Collected data entries
★ ★ ★ ★

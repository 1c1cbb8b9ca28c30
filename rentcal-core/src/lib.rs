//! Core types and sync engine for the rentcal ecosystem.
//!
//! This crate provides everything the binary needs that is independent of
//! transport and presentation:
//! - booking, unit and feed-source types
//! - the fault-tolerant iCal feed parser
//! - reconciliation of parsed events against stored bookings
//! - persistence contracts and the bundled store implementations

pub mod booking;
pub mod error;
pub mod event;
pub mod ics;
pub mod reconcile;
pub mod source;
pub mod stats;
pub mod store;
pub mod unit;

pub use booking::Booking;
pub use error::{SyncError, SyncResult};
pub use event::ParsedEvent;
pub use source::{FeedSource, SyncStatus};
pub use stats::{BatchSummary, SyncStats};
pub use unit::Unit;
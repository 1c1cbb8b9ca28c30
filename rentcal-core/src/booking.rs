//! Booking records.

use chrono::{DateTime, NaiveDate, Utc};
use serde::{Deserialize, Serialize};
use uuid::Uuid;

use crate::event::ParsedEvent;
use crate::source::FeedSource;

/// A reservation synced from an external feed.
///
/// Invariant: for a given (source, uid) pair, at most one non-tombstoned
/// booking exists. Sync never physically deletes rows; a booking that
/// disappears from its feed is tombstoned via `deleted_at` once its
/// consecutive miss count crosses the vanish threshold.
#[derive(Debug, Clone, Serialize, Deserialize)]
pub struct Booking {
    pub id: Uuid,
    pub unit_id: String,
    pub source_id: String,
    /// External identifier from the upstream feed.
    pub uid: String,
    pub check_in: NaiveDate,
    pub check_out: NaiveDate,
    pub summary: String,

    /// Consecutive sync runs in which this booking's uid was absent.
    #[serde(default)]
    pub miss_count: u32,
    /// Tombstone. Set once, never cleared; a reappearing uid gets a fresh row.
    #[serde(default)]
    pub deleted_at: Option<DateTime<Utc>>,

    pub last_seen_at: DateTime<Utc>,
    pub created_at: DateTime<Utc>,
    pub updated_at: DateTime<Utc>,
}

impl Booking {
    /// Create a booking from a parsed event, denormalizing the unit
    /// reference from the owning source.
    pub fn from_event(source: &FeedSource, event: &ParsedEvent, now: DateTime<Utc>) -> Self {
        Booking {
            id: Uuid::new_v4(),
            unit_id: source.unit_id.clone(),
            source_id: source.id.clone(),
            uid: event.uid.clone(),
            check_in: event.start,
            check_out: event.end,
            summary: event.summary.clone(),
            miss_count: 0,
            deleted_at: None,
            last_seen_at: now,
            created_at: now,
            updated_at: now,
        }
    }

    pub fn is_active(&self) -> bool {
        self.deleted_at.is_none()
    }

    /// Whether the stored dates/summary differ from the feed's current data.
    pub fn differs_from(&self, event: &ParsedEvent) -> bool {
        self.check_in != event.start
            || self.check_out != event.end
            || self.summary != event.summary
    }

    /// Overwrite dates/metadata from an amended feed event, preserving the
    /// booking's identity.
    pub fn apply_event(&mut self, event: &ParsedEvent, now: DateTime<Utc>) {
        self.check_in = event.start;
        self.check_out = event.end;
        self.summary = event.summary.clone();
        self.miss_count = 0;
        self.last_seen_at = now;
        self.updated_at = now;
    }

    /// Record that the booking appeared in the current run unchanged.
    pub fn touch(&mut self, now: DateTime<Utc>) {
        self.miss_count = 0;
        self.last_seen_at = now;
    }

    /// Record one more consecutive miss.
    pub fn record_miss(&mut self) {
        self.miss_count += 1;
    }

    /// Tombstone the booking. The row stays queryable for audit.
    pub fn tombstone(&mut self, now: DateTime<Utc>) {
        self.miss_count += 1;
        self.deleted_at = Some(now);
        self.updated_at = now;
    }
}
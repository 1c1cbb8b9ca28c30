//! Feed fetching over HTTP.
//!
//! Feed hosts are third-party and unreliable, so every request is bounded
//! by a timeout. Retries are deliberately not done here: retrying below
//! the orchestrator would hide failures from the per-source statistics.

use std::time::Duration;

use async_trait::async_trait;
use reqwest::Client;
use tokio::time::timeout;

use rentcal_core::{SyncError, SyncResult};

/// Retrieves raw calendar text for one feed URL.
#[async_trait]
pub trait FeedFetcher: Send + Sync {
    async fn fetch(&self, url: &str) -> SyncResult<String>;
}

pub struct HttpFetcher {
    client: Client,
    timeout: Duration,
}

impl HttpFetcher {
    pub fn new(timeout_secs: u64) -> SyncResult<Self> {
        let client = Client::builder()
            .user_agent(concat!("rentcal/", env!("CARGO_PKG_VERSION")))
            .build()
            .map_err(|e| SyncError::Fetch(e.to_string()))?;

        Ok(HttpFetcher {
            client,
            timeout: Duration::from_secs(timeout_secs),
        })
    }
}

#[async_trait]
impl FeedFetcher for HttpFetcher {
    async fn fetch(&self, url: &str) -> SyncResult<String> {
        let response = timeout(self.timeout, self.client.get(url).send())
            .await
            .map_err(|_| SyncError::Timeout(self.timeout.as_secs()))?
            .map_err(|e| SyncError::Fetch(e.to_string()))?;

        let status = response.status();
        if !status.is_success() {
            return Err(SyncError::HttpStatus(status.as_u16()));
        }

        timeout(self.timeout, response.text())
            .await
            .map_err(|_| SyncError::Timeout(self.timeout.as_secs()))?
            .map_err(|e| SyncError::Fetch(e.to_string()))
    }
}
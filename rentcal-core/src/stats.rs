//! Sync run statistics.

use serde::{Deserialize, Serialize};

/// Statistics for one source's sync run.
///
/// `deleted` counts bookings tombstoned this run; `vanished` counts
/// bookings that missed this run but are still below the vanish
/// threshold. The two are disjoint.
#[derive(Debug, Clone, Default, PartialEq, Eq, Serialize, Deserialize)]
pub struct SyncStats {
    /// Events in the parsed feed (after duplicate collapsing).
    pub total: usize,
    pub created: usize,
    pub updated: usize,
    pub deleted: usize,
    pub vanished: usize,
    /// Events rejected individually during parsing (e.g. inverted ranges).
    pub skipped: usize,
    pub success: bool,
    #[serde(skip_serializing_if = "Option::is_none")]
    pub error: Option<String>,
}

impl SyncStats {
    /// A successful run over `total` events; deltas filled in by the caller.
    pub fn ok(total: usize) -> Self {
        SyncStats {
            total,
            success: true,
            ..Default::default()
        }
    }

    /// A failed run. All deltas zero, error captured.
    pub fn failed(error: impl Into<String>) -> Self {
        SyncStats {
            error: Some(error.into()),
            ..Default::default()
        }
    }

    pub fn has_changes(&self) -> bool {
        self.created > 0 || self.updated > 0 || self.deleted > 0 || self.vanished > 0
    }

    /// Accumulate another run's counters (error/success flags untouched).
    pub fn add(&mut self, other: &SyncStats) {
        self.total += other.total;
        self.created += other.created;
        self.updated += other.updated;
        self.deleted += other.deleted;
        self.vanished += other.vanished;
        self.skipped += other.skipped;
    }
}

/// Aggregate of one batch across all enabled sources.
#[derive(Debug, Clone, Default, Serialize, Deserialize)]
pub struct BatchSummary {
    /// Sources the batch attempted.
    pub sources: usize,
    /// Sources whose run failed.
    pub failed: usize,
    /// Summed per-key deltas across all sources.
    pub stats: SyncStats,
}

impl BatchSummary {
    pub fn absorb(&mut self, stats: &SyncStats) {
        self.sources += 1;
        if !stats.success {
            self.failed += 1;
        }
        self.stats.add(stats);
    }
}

★ ★ ★ ★

Assigned task
Please give back all of the records exactly as written.

Written answer
repository 1c1cbb8b9ca28c30
filename rentcal-core/src/lib.rs
//! Core types and sync engine for the rentcal ecosystem.
//!
//! This crate provides everything the binary needs that is independent of
//! transport and presentation:
//! - booking, unit and feed-source types
//! - the fault-tolerant iCal feed parser
//! - reconciliation of parsed events against stored bookings
//! - persistence contracts and the bundled store implementations

pub mod booking;
pub mod error;
pub mod event;
pub mod ics;
pub mod reconcile;
pub mod source;
pub mod stats;
pub mod store;
pub mod unit;

pub use booking::Booking;
pub use error::{SyncError, SyncResult};
pub use event::ParsedEvent;
pub use source::{FeedSource, SyncStatus};
pub use stats::{BatchSummary, SyncStats};
pub use unit::Unit;
repository 1c1cbb8b9ca28c30
filename rentcal-core/src/booking.rs
//! Booking records.

use chrono::{DateTime, NaiveDate, Utc};
use serde::{Deserialize, Serialize};
use uuid::Uuid;

use crate::event::ParsedEvent;
use crate::source::FeedSource;

/// A reservation synced from an external feed.
///
/// Invariant: for a given (source, uid) pair, at most one non-tombstoned
/// booking exists. Sync never physically deletes rows; a booking that
/// disappears from its feed is tombstoned via `deleted_at` once its
/// consecutive miss count crosses the vanish threshold.
#[derive(Debug, Clone, Serialize, Deserialize)]
pub struct Booking {
    pub id: Uuid,
    pub unit_id: String,
    pub source_id: String,
    /// External identifier from the upstream feed.
    pub uid: String,
    pub check_in: NaiveDate,
    pub check_out: NaiveDate,
    pub summary: String,

    /// Consecutive sync runs in which this booking's uid was absent.
    #[serde(default)]
    pub miss_count: u32,
    /// Tombstone. Set once, never cleared; a reappearing uid gets a fresh row.
    #[serde(default)]
    pub deleted_at: Option<DateTime<Utc>>,

    pub last_seen_at: DateTime<Utc>,
    pub created_at: DateTime<Utc>,
    pub updated_at: DateTime<Utc>,
}

impl Booking {
    /// Create a booking from a parsed event, denormalizing the unit
    /// reference from the owning source.
    pub fn from_event(source: &FeedSource, event: &ParsedEvent, now: DateTime<Utc>) -> Self {
        Booking {
            id: Uuid::new_v4(),
            unit_id: source.unit_id.clone(),
            source_id: source.id.clone(),
            uid: event.uid.clone(),
            check_in: event.start,
            check_out: event.end,
            summary: event.summary.clone(),
            miss_count: 0,
            deleted_at: None,
            last_seen_at: now,
            created_at: now,
            updated_at: now,
        }
    }

    pub fn is_active(&self) -> bool {
        self.deleted_at.is_none()
    }

    /// Whether the stored dates/summary differ from the feed's current data.
    pub fn differs_from(&self, event: &ParsedEvent) -> bool {
        self.check_in != event.start
            || self.check_out != event.end
            || self.summary != event.summary
    }

    /// Overwrite dates/metadata from an amended feed event, preserving the
    /// booking's identity.
    pub fn apply_event(&mut self, event: &ParsedEvent, now: DateTime<Utc>) {
        self.check_in = event.start;
        self.check_out = event.end;
        self.summary = event.summary.clone();
        self.miss_count = 0;
        self.last_seen_at = now;
        self.updated_at = now;
    }

    /// Record that the booking appeared in the current run unchanged.
    pub fn touch(&mut self, now: DateTime<Utc>) {
        self.miss_count = 0;
        self.last_seen_at = now;
    }

    /// Record one more consecutive miss.
    pub fn record_miss(&mut self) {
        self.miss_count += 1;
    }

    /// Tombstone the booking. The row stays queryable for audit.
    pub fn tombstone(&mut self, now: DateTime<Utc>) {
        self.miss_count += 1;
        self.deleted_at = Some(now);
        self.updated_at = now;
    }
}
repository 1c1cbb8b9ca28c30
//! Feed fetching over HTTP.
//!
//! Feed hosts are third-party and unreliable, so every request is bounded
//! by a timeout. Retries are deliberately not done here: retrying below
//! the orchestrator would hide failures from the per-source statistics.

use std::time::Duration;

use async_trait::async_trait;
use reqwest::Client;
use tokio::time::timeout;

use rentcal_core::{SyncError, SyncResult};

/// Retrieves raw calendar text for one feed URL.
#[async_trait]
pub trait FeedFetcher: Send + Sync {
    async fn fetch(&self, url: &str) -> SyncResult<String>;
}

pub struct HttpFetcher {
    client: Client,
    timeout: Duration,
}

impl HttpFetcher {
    pub fn new(timeout_secs: u64) -> SyncResult<Self> {
        let client = Client::builder()
            .user_agent(concat!("rentcal/", env!("CARGO_PKG_VERSION")))
            .build()
            .map_err(|e| SyncError::Fetch(e.to_string()))?;

        Ok(HttpFetcher {
            client,
            timeout: Duration::from_secs(timeout_secs),
        })
    }
}

#[async_trait]
impl FeedFetcher for HttpFetcher {
    async fn fetch(&self, url: &str) -> SyncResult<String> {
        let response = timeout(self.timeout, self.client.get(url).send())
            .await
            .map_err(|_| SyncError::Timeout(self.timeout.as_secs()))?
            .map_err(|e| SyncError::Fetch(e.to_string()))?;

        let status = response.status();
        if !status.is_success() {
            return Err(SyncError::HttpStatus(status.as_u16()));
        }

        timeout(self.timeout, response.text())
            .await
            .map_err(|_| SyncError::Timeout(self.timeout.as_secs()))?
            .map_err(|e| SyncError::Fetch(e.to_string()))
    }
}
filename rentcal-core/src/stats.rs
//! Sync run statistics.

use serde::{Deserialize, Serialize};

/// Statistics for one source's sync run.
///
/// `deleted` counts bookings tombstoned this run; `vanished` counts
/// bookings that missed this run but are still below the vanish
/// threshold. The two are disjoint.
#[derive(Debug, Clone, Default, PartialEq, Eq, Serialize, Deserialize)]
pub struct SyncStats {
    /// Events in the parsed feed (after duplicate collapsing).
    pub total: usize,
    pub created: usize,
    pub updated: usize,
    pub deleted: usize,
    pub vanished: usize,
    /// Events rejected individually during parsing (e.g. inverted ranges).
    pub skipped: usize,
    pub success: bool,
    #[serde(skip_serializing_if = "Option::is_none")]
    pub error: Option<String>,
}

impl SyncStats {
    /// A successful run over `total` events; deltas filled in by the caller.
    pub fn ok(total: usize) -> Self {
        SyncStats {
            total,
            success: true,
            ..Default::default()
        }
    }

    /// A failed run. All deltas zero, error captured.
    pub fn failed(error: impl Into<String>) -> Self {
        SyncStats {
            error: Some(error.into()),
            ..Default::default()
        }
    }

    pub fn has_changes(&self) -> bool {
        self.created > 0 || self.updated > 0 || self.deleted > 0 || self.vanished > 0
    }

    /// Accumulate another run's counters (error/success flags untouched).
    pub fn add(&mut self, other: &SyncStats) {
        self.total += other.total;
        self.created += other.created;
        self.updated += other.updated;
        self.deleted += other.deleted;
        self.vanished += other.vanished;
        self.skipped += other.skipped;
    }
}

/// Aggregate of one batch across all enabled sources.
#[derive(Debug, Clone, Default, Serialize, Deserialize)]
pub struct BatchSummary {
    /// Sources the batch attempted.
    pub sources: usize,
    /// Sources whose run failed.
    pub failed: usize,
    /// Summed per-key deltas across all sources.
    pub stats: SyncStats,
}

impl BatchSummary {
    pub fn absorb(&mut self, stats: &SyncStats) {
        self.sources += 1;
        if !stats.success {
            self.failed += 1;
        }
        self.stats.add(stats);
    }
}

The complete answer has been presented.